Pythonでディープラーニングを実装する際に使用できる深層学習ライブラリTensorFlow、Kerasの概要について解説します。
深層学習ライブラリ
ディープラーニングをPythonで実装する際に、使用されるライブラリを深層学習ライブラリと言います。ここで深層学習ライブラリという言葉は「フレームワーク」と呼ばれるモジュール群やフレームワークを使用するための「高水準API」をまとめて使われます。
有名どころでいうとTensorFlow、Keras、Pytorchといったものがあります。
一番ユーザー数が多いライブラリはTensorflow、Kerasと言われています。

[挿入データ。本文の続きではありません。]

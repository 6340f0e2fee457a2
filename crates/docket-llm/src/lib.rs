//! Docket LLM Provider Layer
//!
//! Pluggable LLM backends used for model-based entity extraction.
//!
//! # Architecture
//!
//! This crate provides implementations of the `LlmProvider` trait from
//! `docket-domain`. The extractor crate wraps any provider in an entity
//! extractor that prompts for PERSON/ORG/DATE mentions and parses the reply.
//!
//! # Providers
//!
//! - `MockProvider`: Deterministic mock for testing
//! - `OllamaProvider`: Local Ollama API integration
//!
//! # Examples
//!
//! ```
//! use docket_llm::MockProvider;
//! use docket_domain::traits::LlmProvider;
//!
//! let provider = MockProvider::new(r#"{"PERSON": ["Jane Roe"]}"#);
//! let result = provider.generate("any prompt").unwrap();
//! assert!(result.contains("Jane Roe"));
//! ```

#![warn(missing_docs)]

pub mod ollama;

use docket_domain::traits::LlmProvider as LlmProviderTrait;
use std::sync::atomic::{AtomicUsize, Ordering};
use std::sync::Arc;
use std::time::Duration;
use thiserror::Error;

pub use ollama::OllamaProvider;

/// Errors that can occur during LLM operations
#[derive(Error, Debug)]
pub enum LlmError {
    /// Network or API communication error
    #[error("Communication error: {0}")]
    Communication(String),

    /// Invalid response from LLM
    #[error("Invalid response: {0}")]
    InvalidResponse(String),

    /// Model not available
    #[error("Model not available: {0}")]
    ModelNotAvailable(String),

    /// Generic error
    #[error("LLM error: {0}")]
    Other(String),
}

/// Mock LLM provider for deterministic testing
///
/// Returns a fixed reply (or a fixed failure) without any network calls. An
/// optional delay makes it possible to exercise extraction timeouts.
///
/// # Examples
///
/// ```
/// use docket_llm::MockProvider;
/// use docket_domain::traits::LlmProvider;
///
/// let provider = MockProvider::failing("model offline");
/// assert!(provider.generate("prompt").is_err());
/// assert_eq!(provider.call_count(), 1);
/// ```
#[derive(Debug, Clone)]
pub struct MockProvider {
    reply: Result<String, String>,
    delay: Option<Duration>,
    call_count: Arc<AtomicUsize>,
}

impl MockProvider {
    /// Create a MockProvider that answers every prompt with `response`
    pub fn new(response: impl Into<String>) -> Self {
        Self {
            reply: Ok(response.into()),
            delay: None,
            call_count: Arc::new(AtomicUsize::new(0)),
        }
    }

    /// Create a MockProvider whose every call fails with `message`
    pub fn failing(message: impl Into<String>) -> Self {
        Self {
            reply: Err(message.into()),
            delay: None,
            call_count: Arc::new(AtomicUsize::new(0)),
        }
    }

    /// Sleep for `delay` before answering
    pub fn with_delay(mut self, delay: Duration) -> Self {
        self.delay = Some(delay);
        self
    }

    /// Get the number of times generate was called
    pub fn call_count(&self) -> usize {
        self.call_count.load(Ordering::SeqCst)
    }
}

impl Default for MockProvider {
    fn default() -> Self {
        Self::new("{}")
    }
}

impl LlmProviderTrait for MockProvider {
    type Error = LlmError;

    fn generate(&self, _prompt: &str) -> Result<String, Self::Error> {
        self.call_count.fetch_add(1, Ordering::SeqCst);

        if let Some(delay) = self.delay {
            std::thread::sleep(delay);
        }

        self.reply.clone().map_err(LlmError::Other)
    }

    fn generate_structured(&self, prompt: &str, _schema: &str) -> Result<String, Self::Error> {
        self.generate(prompt)
    }
}

#[cfg(test)]
mod tests {
    use super::*;

    #[test]
    fn test_mock_provider_fixed_reply() {
        let provider = MockProvider::new("Test response");
        assert_eq!(provider.generate("any prompt").unwrap(), "Test response");
        assert_eq!(provider.generate("other prompt").unwrap(), "Test response");
    }

    #[test]
    fn test_mock_provider_call_count() {
        let provider = MockProvider::new("test");
        assert_eq!(provider.call_count(), 0);

        provider.generate("prompt1").unwrap();
        provider.generate_structured("prompt2", "{}").unwrap();
        assert_eq!(provider.call_count(), 2);
    }

    #[test]
    fn test_mock_provider_error() {
        let provider = MockProvider::failing("boom");
        let result = provider.generate("bad prompt");
        assert!(matches!(result, Err(LlmError::Other(msg)) if msg == "boom"));
    }

    #[test]
    fn test_mock_provider_clone_shares_count() {
        let provider1 = MockProvider::default();
        let provider2 = provider1.clone();

        provider1.generate("test").unwrap();

        assert_eq!(provider1.call_count(), 1);
        assert_eq!(provider2.call_count(), 1);
    }
}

また、近年ではPytorchが研究者などにとても人気があるライブラリで、最新の研究のプログラムはPytorchで実装されていたりします。ちなみに、ディープラーニングではない機械学習ライブラリとして有名なものとしてはscikit-learnがあります。
本記事では、ディープラーニングライブラリの中からTensorflow、Kerasについてそれぞれ概要と関係性について説明します。
TensorFlow、Kerasの概要
TensorFlowとは
TensorFlowは、Googleによって開発されているPythonベースのオープンソース機械学習ライブラリです。機械学習と言えば、まずNumPyという感じがしますが、TensorFlowはNumPyを超える機能を持っています。例えば以下のような項目です。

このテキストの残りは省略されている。